Matchday turnover, which includes tickets sales and hospitality, also rose by 15.9% to £27.8M, representing a £3.9M increase from the £23.9M recorded in the previous year.
The figures are in light of strong season ticket renewal figures, with the average Premier League attendance rising to 50,517 in 2012/13 and seven additional fixtures in the UEFA Europa League.
Media turnover, which is related to the Club’s success in the Premier League and UEFA Europa League, was down by 8% to £51M with a run into the quarter-final stage of the latter competition unable to fully offset the impact of the Club’s 16th-place domestic finish.
Operational losses were reduced from £5.1M in 2011/12 to just £616K in 2012/13 as the Club continues towards running at break-even and meeting UEFA and Premier League regulations.
The Club’s total wage bill fell from £64.1M to £61.7M and wage-to-turnover ratio now stands at 64% – down 4%. However, this only includes up to six months of the additional wages of six January purchases. The average wage-to-turnover in the Premier League in 2011/12 was 70%.
While Newcastle United’s use of its overdraft facility stood at £4.5M on 30th June 2013 – up from just £0.3M, the Club’s debt remains static in the form of a £129M interest-free loan from owner Mike Ashley.
The Club’s board said:
“As supporters will be aware, finances are a significant issue for all football clubs given the introduction of Financial Fair Play into the Premier League in addition to UEFA’s Regulations.
“Complying with FFP continues to be a key influence on strategy and something we have been working hard at over a number of years.
“Everyone at this club wants to finish as high up the Barclays Premier League table as they possibly can. If the club can sustain itself as a ‘top ten’ team year-on-year with a stable structure and the right finances, it gives itself every chance of pushing even further.”
“Matchday and commercial revenue is a key driver because that’s where the Club can compete with – and outperform – its competitors to enhance its spending capabilities.”
“Ultimately the income the Club generates, particularly, given the restrictions of the Premier League FFP Rules, from matchday, commercial i.e. non-TV income, will directly impact on the strength and quality on the pitch.”
“The process requires patience but we remain absolutely committed to growing the Club in a responsible and sustainable way.”
So in short almost all those financial figures are going ion the right direction.
The revenue is up to £95.5M and the profit after tax is up to £9.9M – which is now 10.3% of revenues – very good for a football club.
The commercial revenue – which has been a weakness of Newcastle’s over the last few years, is up over 24% to £17.1M and that could increase by the same amount next year – which would take it to £21.2M – it’s certainly has some momentum in that important revenue item.
And the club is almost even on operational revenue, losing only £666K, down from over £5M last year..
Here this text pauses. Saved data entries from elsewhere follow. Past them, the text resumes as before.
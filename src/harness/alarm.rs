//! SIGALRM last-resort deadline.
//!
//! A test that spins without ever reaching a hub suspension point cannot be stopped by its cooperative
//! timeout. `AlarmGuard` arms `alarm(2)` with a harness handler for the duration of one test and puts the
//! previous handler and pending alarm back afterwards, whatever happened in between.
//!
//! Unwinding out of a signal handler is not possible in Rust, so the handler cannot raise at the interrupted
//! instruction. It either terminates the process with a diagnostic ([`AlarmAction::Abort`], the only way to
//! stop a pure busy loop) or records the expiry for code that polls [`AlarmGuard::check`]
//! ([`AlarmAction::Record`]).

#![allow(unsafe_code)]

use std::sync::atomic::{AtomicBool, AtomicU32, Ordering};

use nix::libc;
use nix::sys::signal::{SaFlags, SigAction, SigHandler, SigSet, Signal, sigaction};
use nix::unistd::alarm;
use tracing::{debug, warn};

use super::errors::{HarnessError, HarnessResult};

/// Exit status used when an aborting alarm fires (matches `timeout(1)`).
pub const ALARM_EXIT_CODE: i32 = 124;

const ALARM_MESSAGE: &[u8] = b"hubcheck: test is taking too long (alarm expired)\n";

static FIRED: AtomicBool = AtomicBool::new(false);
static ABORT: AtomicBool = AtomicBool::new(true);
static SECONDS: AtomicU32 = AtomicU32::new(0);

extern "C" fn on_alarm(_signal: libc::c_int) {
    FIRED.store(true, Ordering::SeqCst);
    if ABORT.load(Ordering::SeqCst) {
        // SAFETY: write(2) and _exit(2) are async-signal-safe; the message is a static buffer.
        unsafe {
            libc::write(libc::STDERR_FILENO, ALARM_MESSAGE.as_ptr().cast(), ALARM_MESSAGE.len());
            libc::_exit(ALARM_EXIT_CODE);
        }
    }
}

/// What the harness handler does when the alarm fires.
#[derive(Debug, Clone, Copy, PartialEq, Eq, Default)]
pub enum AlarmAction {
    /// Print a diagnostic and terminate the process with [`ALARM_EXIT_CODE`].
    #[default]
    Abort,
    /// Only record the expiry; [`AlarmGuard::check`] reports it.
    Record,
}

/// SIGALRM disposition and pending alarm at one point in time.
#[derive(Debug, Clone, Copy)]
pub struct SignalSnapshot {
    action: SigAction,
    pending: Option<u32>,
}

impl SignalSnapshot {
    /// Read the current SIGALRM handler and pending alarm without changing them.
    pub fn capture() -> HarnessResult<Self> {
        let probe = SigAction::new(SigHandler::SigIgn, SaFlags::empty(), SigSet::empty());
        // SAFETY: the handler read back is reinstalled immediately; SIG_IGN is harmless in between.
        let action = unsafe { sigaction(Signal::SIGALRM, &probe) }?;
        // SAFETY: reinstalls the handler that was active a moment ago.
        unsafe { sigaction(Signal::SIGALRM, &action) }?;

        let pending = alarm::cancel();
        if let Some(remaining) = pending.filter(|r| *r > 0) {
            let _ = alarm::set(remaining);
        }
        Ok(Self { action, pending })
    }

    pub fn handler(&self) -> SigHandler {
        self.action.handler()
    }

    /// Seconds left on the alarm that was pending, if any.
    pub fn pending_alarm(&self) -> Option<u32> {
        self.pending
    }

    fn restore(&self) -> HarnessResult<()> {
        let _ = alarm::cancel();
        // SAFETY: reinstalls a disposition previously returned by sigaction.
        unsafe { sigaction(Signal::SIGALRM, &self.action) }?;
        if let Some(remaining) = self.pending.filter(|r| *r > 0) {
            let _ = alarm::set(remaining);
        }
        Ok(())
    }
}

/// Opt-in SIGALRM deadline for one test. Restores the previous signal state on `disarm` or drop.
pub struct AlarmGuard {
    seconds: u32,
    previous: Option<SignalSnapshot>,
    previous_abort: bool,
}

impl AlarmGuard {
    pub fn arm(seconds: u32, action: AlarmAction) -> HarnessResult<Self> {
        if seconds == 0 {
            return Err(HarnessError::Config("alarm must be at least one second".to_string()));
        }

        let previous_abort = ABORT.swap(action == AlarmAction::Abort, Ordering::SeqCst);
        FIRED.store(false, Ordering::SeqCst);
        SECONDS.store(seconds, Ordering::SeqCst);

        let handler = SigAction::new(SigHandler::Handler(on_alarm), SaFlags::SA_RESTART, SigSet::empty());
        // SAFETY: `on_alarm` only touches atomics and async-signal-safe libc calls.
        let action_before = match unsafe { sigaction(Signal::SIGALRM, &handler) } {
            Ok(before) => before,
            Err(errno) => {
                ABORT.store(previous_abort, Ordering::SeqCst);
                return Err(errno.into());
            }
        };
        let pending = alarm::set(seconds);
        debug!(seconds, ?action, previous_alarm = ?pending, "alarm armed");

        Ok(Self {
            seconds,
            previous: Some(SignalSnapshot {
                action: action_before,
                pending,
            }),
            previous_abort,
        })
    }

    pub fn seconds(&self) -> u32 {
        self.seconds
    }

    /// Whether the alarm has fired (only observable with [`AlarmAction::Record`]).
    pub fn fired(&self) -> bool {
        FIRED.load(Ordering::SeqCst)
    }

    /// Fail with [`HarnessError::AlarmTimeoutExceeded`] once the alarm has fired.
    pub fn check(&self) -> HarnessResult<()> {
        if self.fired() {
            Err(HarnessError::AlarmTimeoutExceeded {
                seconds: SECONDS.load(Ordering::SeqCst),
            })
        } else {
            Ok(())
        }
    }

    /// Restore the handler and pending alarm saved by [`AlarmGuard::arm`].
    pub fn disarm(mut self) -> HarnessResult<()> {
        self.restore()
    }

    fn restore(&mut self) -> HarnessResult<()> {
        let Some(previous) = self.previous.take() else {
            return Ok(());
        };
        let restored = previous.restore();
        ABORT.store(self.previous_abort, Ordering::SeqCst);
        debug!(seconds = self.seconds, ok = restored.is_ok(), "alarm restored");
        restored
    }
}

impl Drop for AlarmGuard {
    fn drop(&mut self) {
        if let Err(err) = self.restore() {
            warn!(%err, "failed to restore SIGALRM state");
        }
    }
}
It’s obvious that Mike Ashley financially has the club in an impressive financial position – there’s just no way of getting away from that.
Now we have to persuade him to spend all the profits and invest them straight back into the club, in the form of player transfers and improvements in the facilities, the Youth Academy and the Scouting network, among other items.
Newcastle have already committed to make the training facilities at Benton some of the best training facilities in Europe and that’s a good start.